JOACIL DE BRITO PEREIRA

 


Nascido em Caicó, no Rio Grande do Norte, em 13 de fevereiro de 1923, e posteriormente radicado em João Pessoa, na Paraíba, Joacil Pereira foi filho de Francisco Clementino Pereira e de Isabel de Brito Pereira. Transferiu-se ainda jovem para a capital paraibana, acompanhando a família após os acontecimentos da Revolução de 1930, onde realizou seus primeiros estudos. Entre 1942 e 1944, prestou serviço ao Exército, experiência que se somaria à sua sólida formação intelectual. Posteriormente, bacharelou-se em Direito pela Universidade Federal de Pernambuco, em 1950, após haver atuado como redator de anais e debates na Assembleia Legislativa da Paraíba. Em 1952, participou da fundação da Escola de Engenharia da Paraíba, instituição que viria a ser incorporada à Universidade Federal da Paraíba.

Sua trajetória pública teve início no campo político-eleitoral em 1958, quando foi eleito deputado estadual pela União Democrática Nacional, em coligação com o Partido Libertador, sendo reconduzido ao cargo em 1962. Com a reorganização partidária decorrente do Ato Institucional nº 2, em 1965, filiou-se à Aliança Renovadora Nacional. No pleito de 1966, candidatou-se a deputado federal, não logrando êxito, o que o levou a afastar-se temporariamente da vida política. Em 1975, retornou à administração pública ao assumir a Secretaria do Interior e Justiça no governo de Ivan Bichara, permanecendo no cargo até 1977; no ano seguinte, aposentou-se como professor universitário. Ainda em 1978, voltou à disputa eleitoral, elegendo-se deputado federal com expressiva votação, sendo posteriormente reconduzido ao mandato em 1982. Nesse período, integrou importantes comissões na Câmara dos Deputados, notadamente a de Constituição, Legislação e Justiça, da qual foi vice-presidente, além de participar das comissões de Redação Final de Leis e de Relações Exteriores, e de compor o Colégio de Vice-Líderes do Governo João Batista Figueiredo. Em 1984, posicionou-se contrariamente à emenda que propunha o restabelecimento das eleições diretas para a Presidência da República. Após dissidência interna no partido, filiou-se ao Partido da Frente Liberal, mas não obteve êxito na tentativa de reeleição em 1986, retirando-se, a partir de então, da vida político-partidária.

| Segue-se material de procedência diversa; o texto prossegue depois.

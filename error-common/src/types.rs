use serde::{Deserialize, Serialize};
use std::fmt;

/// Broad classification of a failure, used for status mapping at the edges
#[derive(Debug, Clone, Copy, PartialEq, Eq, Hash, Serialize, Deserialize)]
#[serde(rename_all = "snake_case")]
pub enum ErrorKind {
    /// Input rejected by a business or format rule
    Validation,
    /// Referenced record does not exist
    NotFound,
    /// Duplicate record or concurrent operation
    Conflict,
    /// The downstream benefit system rejected or failed a call
    Downstream,
    /// Storage layer failure
    Database,
    /// Invalid or missing configuration
    Configuration,
    /// Anything else
    Internal,
}

impl ErrorKind {
    pub fn as_str(self) -> &'static str {
        match self {
            ErrorKind::Validation => "validation_error",
            ErrorKind::NotFound => "not_found",
            ErrorKind::Conflict => "conflict",
            ErrorKind::Downstream => "downstream_error",
            ErrorKind::Database => "database_error",
            ErrorKind::Configuration => "configuration_error",
            ErrorKind::Internal => "internal_error",
        }
    }
}

impl fmt::Display for ErrorKind {
    fn fmt(&self, f: &mut fmt::Formatter<'_>) -> fmt::Result {
        f.write_str(self.as_str())
    }
}

/// Errors that know their own kind and stable code.
///
/// Domain crates implement this for their error enums so that any failure can
/// be folded into a [`ServiceResult`] without a hand-written match at each call site.
pub trait ClassifiedError: fmt::Display {
    fn kind(&self) -> ErrorKind;

    fn code(&self) -> &'static str;

    /// Message shown to API callers. Defaults to the `Display` output.
    fn public_message(&self) -> String {
        self.to_string()
    }
}

/// Uniform outcome envelope returned by every membership operation
#[derive(Debug, Clone, PartialEq, Serialize, Deserialize)]
pub struct ServiceResult<T> {
    pub success: bool,
    #[serde(skip_serializing_if = "Option::is_none")]
    pub msg: Option<String>,
    #[serde(skip_serializing_if = "Option::is_none")]
    pub data: Option<T>,
    #[serde(skip_serializing_if = "Option::is_none")]
    pub code: Option<String>,
    #[serde(skip_serializing_if = "Option::is_none")]
    pub kind: Option<ErrorKind>,
}

impl<T> ServiceResult<T> {
    pub fn success(data: T) -> Self {
        Self {
            success: true,
            msg: None,
            data: Some(data),
            code: None,
            kind: None,
        }
    }

    pub fn success_with_msg(data: T, msg: impl Into<String>) -> Self {
        Self {
            msg: Some(msg.into()),
            ..Self::success(data)
        }
    }

    pub fn failure(kind: ErrorKind, code: &str, msg: impl Into<String>) -> Self {
        Self {
            success: false,
            msg: Some(msg.into()),
            data: None,
            code: Some(code.to_string()),
            kind: Some(kind),
        }
    }

    /// Build a failed envelope from any classified error, logging it on the way
    pub fn from_error<E: ClassifiedError>(error: &E) -> Self {
        log_error("service_result", error);
        Self::failure(error.kind(), error.code(), error.public_message())
    }

    pub fn is_success(&self) -> bool {
        self.success
    }

    pub fn map<U, F: FnOnce(T) -> U>(self, f: F) -> ServiceResult<U> {
        ServiceResult {
            success: self.success,
            msg: self.msg,
            data: self.data.map(f),
            code: self.code,
            kind: self.kind,
        }
    }
}

impl<T, E: ClassifiedError> From<Result<T, E>> for ServiceResult<T> {
    fn from(result: Result<T, E>) -> Self {
        match result {
            Ok(data) => Self::success(data),
            Err(error) => Self::from_error(&error),
        }
    }
}

/// Log a classified error with its kind and code as structured fields
pub fn log_error<E: ClassifiedError>(context: &str, error: &E) {
    match error.kind() {
        ErrorKind::Validation | ErrorKind::NotFound | ErrorKind::Conflict => tracing::warn!(
            context = context,
            error_kind = %error.kind(),
            error_code = error.code(),
            error = %error,
            "Request rejected"
        ),
        _ => tracing::error!(
            context = context,
            error_kind = %error.kind(),
            error_code = error.code(),
            error = %error,
            "Operation failed"
        ),
    }
}

#[cfg(test)]
mod tests {
    use super::*;
    use crate::codes;

    struct Duplicate(String);

    impl fmt::Display for Duplicate {
        fn fmt(&self, f: &mut fmt::Formatter<'_>) -> fmt::Result {
            write!(f, "Conflict: {}", self.0)
        }
    }

    impl ClassifiedError for Duplicate {
        fn kind(&self) -> ErrorKind {
            ErrorKind::Conflict
        }

        fn code(&self) -> &'static str {
            codes::resource::ALREADY_EXISTS
        }

        fn public_message(&self) -> String {
            self.0.clone()
        }
    }

    #[test]
    fn test_failure_from_classified_error() {
        let result: ServiceResult<u32> = Err(Duplicate("Payer Jubilee already exists".into())).into();

        assert!(!result.is_success());
        assert_eq!(result.msg.as_deref(), Some("Payer Jubilee already exists"));
        assert_eq!(result.code.as_deref(), Some("RESOURCE_2002"));
        assert_eq!(result.kind, Some(ErrorKind::Conflict));
        assert!(result.data.is_none());
    }

    #[test]
    fn test_success_serializes_without_error_fields() {
        let result = ServiceResult::success_with_msg(7, "done");
        let json = serde_json::to_value(&result).unwrap();

        assert_eq!(json["success"], true);
        assert_eq!(json["msg"], "done");
        assert_eq!(json["data"], 7);
        assert!(json.get("code").is_none());
        assert!(json.get("kind").is_none());
    }

    #[test]
    fn test_map_keeps_envelope() {
        let result = ServiceResult::success_with_msg(vec![1, 2, 3], "listed").map(|v| v.len());
        assert_eq!(result.data, Some(3));
        assert_eq!(result.msg.as_deref(), Some("listed"));
    }
}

Paralelamente à atuação pública, construiu sólida carreira como professor, advogado e intelectual, destacando-se como jornalista, historiador, biógrafo, memorialista e ensaísta. Exerceu diversas funções administrativas e culturais, entre as quais as de secretário do Conselho Penitenciário, secretário de Governo e chefe da Casa Civil no governo Flávio Ribeiro, além de secretário de Segurança Pública em caráter interino. No âmbito acadêmico e cultural, teve participação destacada em instituições de relevo, sendo sócio efetivo e presidente, por dois mandatos, do Instituto Histórico e Geográfico Paraibano, além de membro e ex-presidente da Academia Paraibana de Letras. Integrou ainda diversas entidades, como o Instituto Paraibano de Genealogia e Heráldica, a Associação Paraibana de Imprensa, a Academia Campinense de Letras, a Academia Brasileira de Ciências Morais e Políticas, a Academia Brasileira de Letras Jurídicas e a União Brasileira de Escritores – seção da Paraíba, da qual foi presidente fundador, assim como da Academia de Letras e Artes do Nordeste Brasileiro – Núcleo da Paraíba.

Manteve vínculos como sócio correspondente do Instituto Histórico e Geográfico do Rio Grande do Norte e da Academia de Letras de Pernambuco, tendo sido também membro do Conselho Estadual de Cultura, sócio honorário da Academia Paraibana de Filosofia e sócio de honra da Academia Norte-Rio-Grandense de Letras. Sua produção bibliográfica revelou-se vasta e diversificada, abrangendo obras de caráter histórico, político, jurídico e biográfico, nas quais se destacam estudos sobre figuras eminentes da vida nacional, reflexões sobre teoria política e memórias de sua própria trajetória intelectual.

Foi agraciado, em 2008, com a Ordem do Mérito Militar, no grau de Oficial, por ato do presidente Fernando Henrique Cardoso. No ano seguinte, publicou “Temas de Direito e Ciências Afins”, último dos nove livros que compõem sua produção. Casado com Neli Santiago Pereira, com quem teve oito filhos, faleceu em João Pessoa, em 29 de agosto de 2012, aos 90 anos de idade, deixando legado expressivo na vida cultural, intelectual e política da Paraíba e do Nordeste brasileiro.